To get to Annapurna Base Camp region, your first destination is Pokhara. You can fly to Pokhara, drive to Pokhara or even walk if that is what you prefer. There are various channel of transportation with wider range of availability which will take you to Pokhara.Ahead of it, the trek starts either from Nayapul, Phedi, Ghandruk or Kande. Though it is also possible to take a jeep to Landruk while you do ABC to skip a day, it is really not recommended at all. Mostly because you miss hell lot of views before that.

Getting to Pokhara

As written before, getting to Pokhara is like eating a piece of cake. USD 102-106 will take you there in 25 minutes via air or if you want to see the lay of the land, there are tourist bus services that depart from Jamal near Thamel at 7am sharp everyday. It will set you back NPR 700 (~USD 7) and takes 7-8 hours.
There are various airlines that ply the air between the cities with Buddha Air having the most comfortable experience and awesome safety record. Other airlines that work this section are Yeti Airlines, Tara Airlines and Simrik Air. If you can, try to get a seat on the rightmost side, so you get to see the mountains.
Also, there are various grades of buses available, from the upscale Green Line buses to more modest affairs. There is even a super deluxe bus service that started recently and is selling at NPR 2,500 (~USD 25).
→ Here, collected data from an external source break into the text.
//! Health & readiness handlers.
//!
//! - GET /healthz  -> simple liveness ("ok")
//! - GET /readyz   -> readiness that checks DB connectivity and the catalog schema

use crate::services::AppState;
use axum::{Json, extract::State, http::StatusCode, response::IntoResponse};
use serde::Serialize;
use std::collections::HashMap;

/// `GET /healthz`
///
/// Liveness probe; never performs I/O.
pub async fn healthz() -> impl IntoResponse {
    (
        StatusCode::OK,
        Json(HealthResponse {
            status: "ok".into(),
        }),
    )
}

/// `GET /readyz`
///
/// Readiness probe that:
/// 1. Runs a lightweight query against SQLite (`SELECT 1`).
/// 2. Checks that the catalog tables have been migrated.
///
/// HTTP 200 when all checks pass, HTTP 503 otherwise.
pub async fn readyz(State(state): State<AppState>) -> impl IntoResponse {
    let db = &*state.catalog.db;

    let sqlite_check = match sqlx::query_scalar::<_, i64>("SELECT 1").fetch_one(db).await {
        Ok(1) => (true, None::<String>),
        Ok(v) => (false, Some(format!("unexpected result: {}", v))),
        Err(e) => (false, Some(format!("error: {}", e))),
    };

    let schema_check = match sqlx::query_scalar::<_, i64>(
        "SELECT COUNT(*) FROM sqlite_master
         WHERE type = 'table' AND name IN ('spatial_records', 'raster_meta', 'image_entries')",
    )
    .fetch_one(db)
    .await
    {
        Ok(3) => (true, None),
        Ok(n) => (false, Some(format!("{} of 3 catalog tables present, run --migrate", n))),
        Err(e) => (false, Some(format!("error: {}", e))),
    };

    let overall_ok = sqlite_check.0 && schema_check.0;

    let mut checks = HashMap::new();
    checks.insert(
        "sqlite",
        CheckStatus {
            ok: sqlite_check.0,
            error: sqlite_check.1,
        },
    );
    checks.insert(
        "schema",
        CheckStatus {
            ok: schema_check.0,
            error: schema_check.1,
        },
    );

    let body = ReadyResponse {
        status: if overall_ok { "ok".into() } else { "error".into() },
        checks,
    };
    let status = if overall_ok {
        StatusCode::OK
    } else {
        StatusCode::SERVICE_UNAVAILABLE
    };
    (status, Json(body))
}

#[derive(Serialize)]
struct HealthResponse {
    status: String,
}

#[derive(Serialize)]
struct ReadyResponse {
    status: String,
    checks: HashMap<&'static str, CheckStatus>,
}

#[derive(Serialize)]
struct CheckStatus {
    ok: bool,
    error: Option<String>,
}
They depart from Durbar Marg near Thamel and boast a 48 inch television screen and air conditioning.
There are also micro buses that will take you to Pokhara from Kalanki for NPR 500 (~USD 5). However, micro buses in Nepal is not everybody’s cup of tea. While tourist buses can take up to 8 hours, micros do it in 6-7. Do the math and the risk analysis!!

Getting to Nayapul

The most popular way is the easiest and for a new comer the most cost-effective one too, given that you will be spending a lot of effort if you decide not to take a taxi. Taxis from Pokhara to Nayapul cost about NPR 2,000 (USD 20).
Alternately, there are buses to Kushma and Beni, that leave from the Baglung Bus Stop. They are much cheaper and will get you there.

Getting to Phedi

Getting to Phedi is not a quest. In Fact, the same bus which would’ve taken you to Nayapul can also drop you in Phedi. Phedi is only 14.3 km away from Baglung Bus Station in Pokhara. If you want a taxi, it should take you around USD 8.

Getting to Kande

Just below Australian Camp, Kande is a small village stationed along side of the Pokhara- Baglung Highway. In the distance of 31 KM, the price tag if you want to take a taxi is usually around ( USD 15-17).
Alternatively, there are bushes leaving for Baglung every hour. They will drop you in Kande for (USD 2)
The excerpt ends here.